#### Exercise inputs

//! Expense service
//!
//! Sits between the interface layer and storage: turns raw form/CLI input into
//! a validated `NewExpense` and rejects bad rows before they are written.

use chrono::NaiveDate;
use tracing::{debug, warn};

use crate::error::{SplitifyError, SplitifyResult};
use crate::models::{Category, ExpenseRecord, NewExpense};
use crate::storage::Storage;

/// Date format accepted for input
pub const INPUT_DATE_FORMAT: &str = "%Y-%m-%d";

/// Service for recording and reading expenses
pub struct ExpenseService<'a> {
    storage: &'a Storage,
}

impl<'a> ExpenseService<'a> {
    /// Create a new expense service
    pub fn new(storage: &'a Storage) -> Self {
        Self { storage }
    }

    /// Validate and store one expense
    pub fn add(&self, expense: &NewExpense) -> SplitifyResult<()> {
        if let Err(e) = expense.validate() {
            warn!(error = %e, "rejected expense");
            return Err(SplitifyError::Validation(e.to_string()));
        }

        self.storage
            .expenses
            .insert(expense.date, expense.category, expense.amount)?;

        debug!(
            date = %expense.date,
            category = %expense.category,
            amount = expense.amount,
            "expense added"
        );
        Ok(())
    }

    /// Parse raw input, validate it and store it
    pub fn add_from_input(&self, date: &str, category: &str, amount: &str) -> SplitifyResult<()> {
        let expense = parse_new_expense(date, category, amount)?;
        self.add(&expense)
    }

    /// The full record set in insertion order
    pub fn list(&self) -> SplitifyResult<Vec<ExpenseRecord>> {
        self.storage.expenses.fetch_all()
    }
}

/// Build a `NewExpense` from raw strings
pub fn parse_new_expense(date: &str, category: &str, amount: &str) -> SplitifyResult<NewExpense> {
    let expense = NewExpense::new(parse_date(date)?, parse_category(category)?, parse_amount(amount)?);
    expense
        .validate()
        .map_err(|e| SplitifyError::Validation(e.to_string()))?;
    Ok(expense)
}

/// Parse a `YYYY-MM-DD` date
pub fn parse_date(s: &str) -> SplitifyResult<NaiveDate> {
    NaiveDate::parse_from_str(s.trim(), INPUT_DATE_FORMAT).map_err(|_| {
        SplitifyError::Validation(format!("Invalid date format: '{}'. Use YYYY-MM-DD", s.trim()))
    })
}

/// Parse one of the fixed category names
pub fn parse_category(s: &str) -> SplitifyResult<Category> {
    s.parse::<Category>()
        .map_err(|e| SplitifyError::Validation(e.to_string()))
}

/// Parse a non-negative amount. Thousands separators are accepted.
pub fn parse_amount(s: &str) -> SplitifyResult<f64> {
    let cleaned: String = s.trim().chars().filter(|c| *c != ',').collect();
    if cleaned.is_empty() {
        return Err(SplitifyError::Validation("Enter an amount".into()));
    }

    let amount: f64 = cleaned.parse().map_err(|_| {
        SplitifyError::Validation(format!(
            "Invalid amount format: '{}'. Use a number like '250' or '99.50'",
            s.trim()
        ))
    })?;

    if !amount.is_finite() {
        return Err(SplitifyError::Validation("Amount must be a finite number".into()));
    }

    if amount < 0.0 {
        return Err(SplitifyError::Validation(format!(
            "Amount cannot be negative (got {})",
            amount
        )));
    }

    Ok(amount)
}

#[cfg(test)]
mod tests {
    use super::*;
    use crate::config::paths::SplitifyPaths;
    use tempfile::TempDir;

    fn create_test_storage() -> (TempDir, Storage) {
        let temp_dir = TempDir::new().unwrap();
        let paths = SplitifyPaths::with_base_dir(temp_dir.path().to_path_buf());
        let storage = Storage::new(paths).unwrap();
        storage.initialize().unwrap();
        (temp_dir, storage)
    }

    #[test]
    fn test_add_and_list() {
        let (_temp_dir, storage) = create_test_storage();
        let service = ExpenseService::new(&storage);

        service.add_from_input("2025-02-01", "food", "1,250.50").unwrap();
        service.add_from_input("2025-02-02", "Bills", "0").unwrap();

        let records = service.list().unwrap();
        assert_eq!(records.len(), 2);
        assert_eq!(records[0].category, Category::Food);
        assert_eq!(records[0].amount, 1250.5);
        assert_eq!(records[1].category, Category::Bills);
        assert_eq!(records[1].amount, 0.0);
    }

    #[test]
    fn test_negative_amount_never_written() {
        let (_temp_dir, storage) = create_test_storage();
        let service = ExpenseService::new(&storage);

        let expense = NewExpense::new(
            NaiveDate::from_ymd_opt(2025, 2, 1).unwrap(),
            Category::Food,
            -5.0,
        );
        let err = service.add(&expense).unwrap_err();
        assert!(err.is_validation());
        assert_eq!(storage.expenses.count().unwrap(), 0);
    }

    #[test]
    fn test_unknown_category_rejected() {
        let (_temp_dir, storage) = create_test_storage();
        let service = ExpenseService::new(&storage);

        let err = service
            .add_from_input("2025-02-01", "Travel", "10")
            .unwrap_err();
        assert!(err.is_validation());
        assert_eq!(storage.expenses.count().unwrap(), 0);
    }

    #[test]
    fn test_oversized_amount_never_written() {
        let (_temp_dir, storage) = create_test_storage();
        let service = ExpenseService::new(&storage);

        let err = service
            .add_from_input("2025-02-01", "Bills", "1e308")
            .unwrap_err();
        assert!(err.is_validation());
        assert_eq!(storage.expenses.count().unwrap(), 0);
    }

    #[test]
    fn test_parse_amount() {
        assert_eq!(parse_amount("100").unwrap(), 100.0);
        assert_eq!(parse_amount(" 2,500.75 ").unwrap(), 2500.75);
        assert!(parse_amount("").unwrap_err().is_validation());
        assert!(parse_amount("abc").unwrap_err().is_validation());
        assert!(parse_amount("-1").unwrap_err().is_validation());
        assert!(parse_amount("inf").unwrap_err().is_validation());
    }

    #[test]
    fn test_parse_date() {
        assert_eq!(
            parse_date("2025-12-31").unwrap(),
            NaiveDate::from_ymd_opt(2025, 12, 31).unwrap()
        );
        assert!(parse_date("31/12/2025").unwrap_err().is_validation());
    }
}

########

— Exercise goal —
Lines from the start of the records through the one containing "store one expense" are what should be retyped, exactly and in full, both ends included.

— Answer box —
//! Expense service
//!
//! Sits between the interface layer and storage: turns raw form/CLI input into
//! a validated `NewExpense` and rejects bad rows before they are written.

use chrono::NaiveDate;
use tracing::{debug, warn};

use crate::error::{SplitifyError, SplitifyResult};
use crate::models::{Category, ExpenseRecord, NewExpense};
use crate::storage::Storage;

/// Date format accepted for input
pub const INPUT_DATE_FORMAT: &str = "%Y-%m-%d";

/// Service for recording and reading expenses
pub struct ExpenseService<'a> {
    storage: &'a Storage,
}

impl<'a> ExpenseService<'a> {
    /// Create a new expense service
    pub fn new(storage: &'a Storage) -> Self {
        Self { storage }
    }

    /// Validate and store one expense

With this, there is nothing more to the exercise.